The south coast of São Miguel is full of life at the moment! In today’s morning tour we found ourselves in the company of Common Dolphins (Delphinus delphis), Atlantic Spotted Dolphins (Stenella frontalis), and Risso’s Dolphins (Grampus griseus). The common dolphins and spotted dolphins were foraging, searching the big blue for a good breakfast. Both species had many small calves in tow – some newborn, others already several months or more than a year old. These babies typically start to take solid foods after six months, but will often continue to drink the fatty milk provided by their mothers for one or several years.

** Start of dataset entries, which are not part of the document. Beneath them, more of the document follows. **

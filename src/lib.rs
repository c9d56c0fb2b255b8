//! An autonomous player for the board game 'Network'
//!
//! Players take turns placing (and later stepping) pieces on a square grid, and
//! win by linking their two goal edges with a chain of at least six pieces that
//! never runs straight through three pieces in a row.
//!
//! This agent chooses moves with a depth-limited minimax search with alpha-beta
//! pruning over the rules engine and a connectivity heuristic.
//!
//! # Basic Usage
//!
//! ```
//! use network_ai::{piece::*, player::Player, search::MachinePlayer};
//!
//!# use std::error::Error;
//!# fn main() -> Result<(), Box<dyn Error>> {
//! let mut player = MachinePlayer::with_depth(Color::White, 1);
//!
//! let chosen = player.choose_move();
//! assert_eq!(chosen, Move::Add { x: 0, y: 1 });
//!
//! // the opponent cannot reuse an occupied cell
//! assert!(!player.opponent_move(chosen));
//! assert!(player.opponent_move("3 3".parse()?));
//!# Ok(())
//!# }
//! ```

use static_assertions::*;
pub use anyhow;

pub mod piece;

pub mod board;

pub mod network;

pub mod eval;

pub mod player;

pub mod search;

pub mod arena;


/// The default side length of the game board in cells
pub const BOARD_SIZE: usize = 8;

/// The largest supported side length
pub const MAX_BOARD_SIZE: usize = 8;

/// The smallest supported side length
pub const MIN_BOARD_SIZE: usize = 3;

/// The number of moves (both sides together) before pieces must be stepped rather than added
pub const PLACEMENT_MOVES: usize = 20;

/// The minimum number of pieces in a winning network
pub const MIN_NETWORK_LENGTH: usize = 6;

/// The default search depth of a `MachinePlayer`, in plies
pub const DEFAULT_SEARCH_DEPTH: usize = 3;

/// How much shallower the search runs once the placement phase is over
pub const DEPTH_REDUCTION: usize = 2;

// ensure that every cell fits in a u64 for the on-path marker of the network search
const_assert!(MAX_BOARD_SIZE * MAX_BOARD_SIZE <= 64);
const_assert!(MIN_BOARD_SIZE <= BOARD_SIZE && BOARD_SIZE <= MAX_BOARD_SIZE);
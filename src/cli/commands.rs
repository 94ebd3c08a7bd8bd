use clap::Parser;

/// Inserts a space before every line feed in the .sol files under test/ and src/
#[derive(Parser, Debug)]
#[command(
    name = "sol-replace",
    about = "Inserts a space before every line feed in the .sol files under test/ and src/",
    version,
    long_about = "sol-replace walks test/ and then src/ below the current directory and \
                  rewrites every file whose name ends in .sol (any case) in place, putting \
                  one space in front of each line feed. Other files are left untouched.\n\n\
                  The run stops at the first error and exits with status 1."
)]
pub struct CliArgs {
    #[arg(long, value_name = "LEVEL", help = "Set logging level")]
    pub log_level: Option<String>,

    #[arg(short = 'v', long, help = "Log every rewritten file")]
    pub verbose: bool,

    #[arg(
        short = 'q',
        long,
        conflicts_with = "verbose",
        help = "Quiet mode - only log errors"
    )]
    pub quiet: bool,
}
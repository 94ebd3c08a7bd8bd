//! Line-feed spacing
//!
//! The rewrite is purely textual: one space goes in front of every `\n`.
//! Nothing else in the source is touched, `\r` included.

use std::borrow::Cow;

/// Returns `source` with a space inserted before every line feed.
///
/// Input without a line feed is returned borrowed. The pass is not
/// idempotent: running it on its own output adds another space per line.
pub fn transform(source: &str) -> Cow<'_, str> {
    if !source.contains('\n') {
        return Cow::Borrowed(source);
    }

    let mut spaced = String::with_capacity(source.len() + added_bytes(source));
    for ch in source.chars() {
        if ch == '\n' {
            spaced.push(' ');
        }
        spaced.push(ch);
    }
    Cow::Owned(spaced)
}

/// Number of bytes [`transform`] adds to `source`
pub fn added_bytes(source: &str) -> usize {
    source.bytes().filter(|&b| b == b'\n').count()
}
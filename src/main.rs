use sol_replace::cli::CliArgs;
use sol_replace::util::{init_logging, parse_level, LoggingConfig};
use sol_replace::{RealFileSystem, RewriteSummary, Rewriter, VERSION};

use anyhow::{Context, Result};
use clap::Parser;
use std::process;
use tracing::{debug, Level};

fn main() {
    let args = CliArgs::parse();
    init_logging(logging_config_from_args(&args));

    debug!("sol-replace v{} starting", VERSION);
    debug!("Arguments: {:?}", args);

    let exit_code = match run() {
        Ok(summary) => {
            debug!(?summary, "Finished");
            0
        }
        Err(err) => {
            debug!(error = ?err, "Rewrite aborted");
            eprintln!("Error: {:#}", err);
            1
        }
    };

    process::exit(exit_code);
}

fn run() -> Result<RewriteSummary> {
    Rewriter::in_current_dir(RealFileSystem::new())
        .run()
        .context("Failed to rewrite .sol files")
}

fn logging_config_from_args(args: &CliArgs) -> LoggingConfig {
    let mut config = LoggingConfig::from_env();

    if let Some(level_str) = &args.log_level {
        config.level = parse_level(level_str);
    } else if args.verbose {
        config.level = Level::DEBUG;
    } else if args.quiet {
        config.level = Level::ERROR;
    }

    config
}
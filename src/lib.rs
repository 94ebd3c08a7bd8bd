//! sol-replace - spaces out the line feeds of Solidity sources
//!
//! Walks `test/` and then `src/`, and rewrites every file whose name ends in
//! `.sol` (any case) so that each line feed is preceded by one space. The
//! rewrite is literal and is applied in place.
//!
//! # Example
//!
//! ```no_run
//! use sol_replace::{RealFileSystem, Rewriter};
//!
//! let summary = Rewriter::in_current_dir(RealFileSystem::new()).run()?;
//! println!("rewrote {} files", summary.files_rewritten);
//! # Ok::<(), sol_replace::RewriteError>(())
//! ```
//!
//! # Project Structure
//!
//! - [`rewrite`]: traversal, filtering, the text pass and the driver
//! - [`fs`]: file access seam used by the driver
//! - [`cli`]: command-line arguments
//! - [`util`]: logging setup

pub mod cli;
pub mod fs;
pub mod rewrite;
pub mod util;

pub use fs::{FileSystem, RealFileSystem};
pub use rewrite::{transform, RewriteError, RewriteSummary, Rewriter, DEFAULT_ROOTS};
pub use util::{init_logging, LoggingConfig};

/// Library version
pub const VERSION: &str = env!("CARGO_PKG_VERSION");
//! Read-transform-write over every matched file
//!
//! Roots are processed in order, files one at a time. The first error stops
//! the run; files rewritten before it stay rewritten.

use super::error::RewriteError;
use super::filter::is_eligible;
use super::transform::{added_bytes, transform};
use super::walker::walk;
use crate::fs::FileSystem;
use std::path::{Path, PathBuf};
use tracing::{debug, info};

/// Root directories walked on every run, in order
pub const DEFAULT_ROOTS: [&str; 2] = ["test", "src"];

/// Totals for a completed run
#[derive(Debug, Clone, Default, PartialEq, Eq)]
pub struct RewriteSummary {
    pub roots_walked: usize,
    pub entries_visited: usize,
    pub files_rewritten: usize,
    pub bytes_added: usize,
}

/// Rewrites the matched files below [`DEFAULT_ROOTS`]
///
/// Roots are always walked on the real disk; `fs` only serves the contents
/// of the files selected by the walk.
pub struct Rewriter<F: FileSystem> {
    base_dir: PathBuf,
    fs: F,
}

impl<F: FileSystem> Rewriter<F> {
    /// Creates a rewriter whose roots are resolved against `base_dir`.
    ///
    /// An empty `base_dir` leaves the roots relative to the process working
    /// directory.
    pub fn new(base_dir: impl Into<PathBuf>, fs: F) -> Self {
        Self {
            base_dir: base_dir.into(),
            fs,
        }
    }

    /// Rewriter over `test/` and `src/` of the current working directory
    pub fn in_current_dir(fs: F) -> Self {
        Self::new(PathBuf::new(), fs)
    }

    pub fn roots(&self) -> impl Iterator<Item = PathBuf> + '_ {
        DEFAULT_ROOTS.iter().map(|root| self.base_dir.join(root))
    }

    pub fn run(&self) -> Result<RewriteSummary, RewriteError> {
        let mut summary = RewriteSummary::default();

        for root in self.roots() {
            self.rewrite_root(&root, &mut summary)?;
        }

        info!(
            roots = summary.roots_walked,
            entries = summary.entries_visited,
            files = summary.files_rewritten,
            bytes_added = summary.bytes_added,
            "Rewrite complete"
        );
        Ok(summary)
    }

    /// Walks one root and rewrites every eligible file below it
    pub fn rewrite_root(
        &self,
        root: &Path,
        summary: &mut RewriteSummary,
    ) -> Result<(), RewriteError> {
        info!(root = %root.display(), "Scanning root");

        for entry in walk(root)? {
            let entry = entry?;
            summary.entries_visited += 1;

            if !is_eligible(&entry) {
                continue;
            }

            summary.bytes_added += self.rewrite_file(entry.path())?;
            summary.files_rewritten += 1;
        }

        summary.roots_walked += 1;
        Ok(())
    }

    /// Applies the transform pass to one file, returning the bytes it added
    pub fn rewrite_file(&self, path: &Path) -> Result<usize, RewriteError> {
        let source = self
            .fs
            .read_to_string(path)
            .map_err(|source| RewriteError::Read {
                path: path.to_path_buf(),
                source,
            })?;

        let spaced = transform(&source);
        self.fs
            .write(path, &spaced)
            .map_err(|source| RewriteError::Write {
                path: path.to_path_buf(),
                source,
            })?;

        let added = added_bytes(&source);
        debug!(path = %path.display(), added, "Rewrote file");
        Ok(added)
    }
}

In the afternoon, we had the opportunity to indulge in the cuteness of little baby dolphins once more. Newborn common and spotted dolphin babies are about 80 cm in length, not that much bigger than a newborn baby human! While common dolphin calves share the same pigmentation patterns as their parents and other mature individuals, Atlantic spotted dolphin calves do not. They are born spotless and will start developing speckles after they are weaned. A little later, more and more spots will appear; slowly building up the distinctive mottled pattern of light and dark spots that adult Atlantic spotted dolphins are known for!
We finished the day with two “gentle giants”: a pair of amazing Sei Whales (Balaenoptera borealis) that were most likely feeding on small schooling fish in the water column.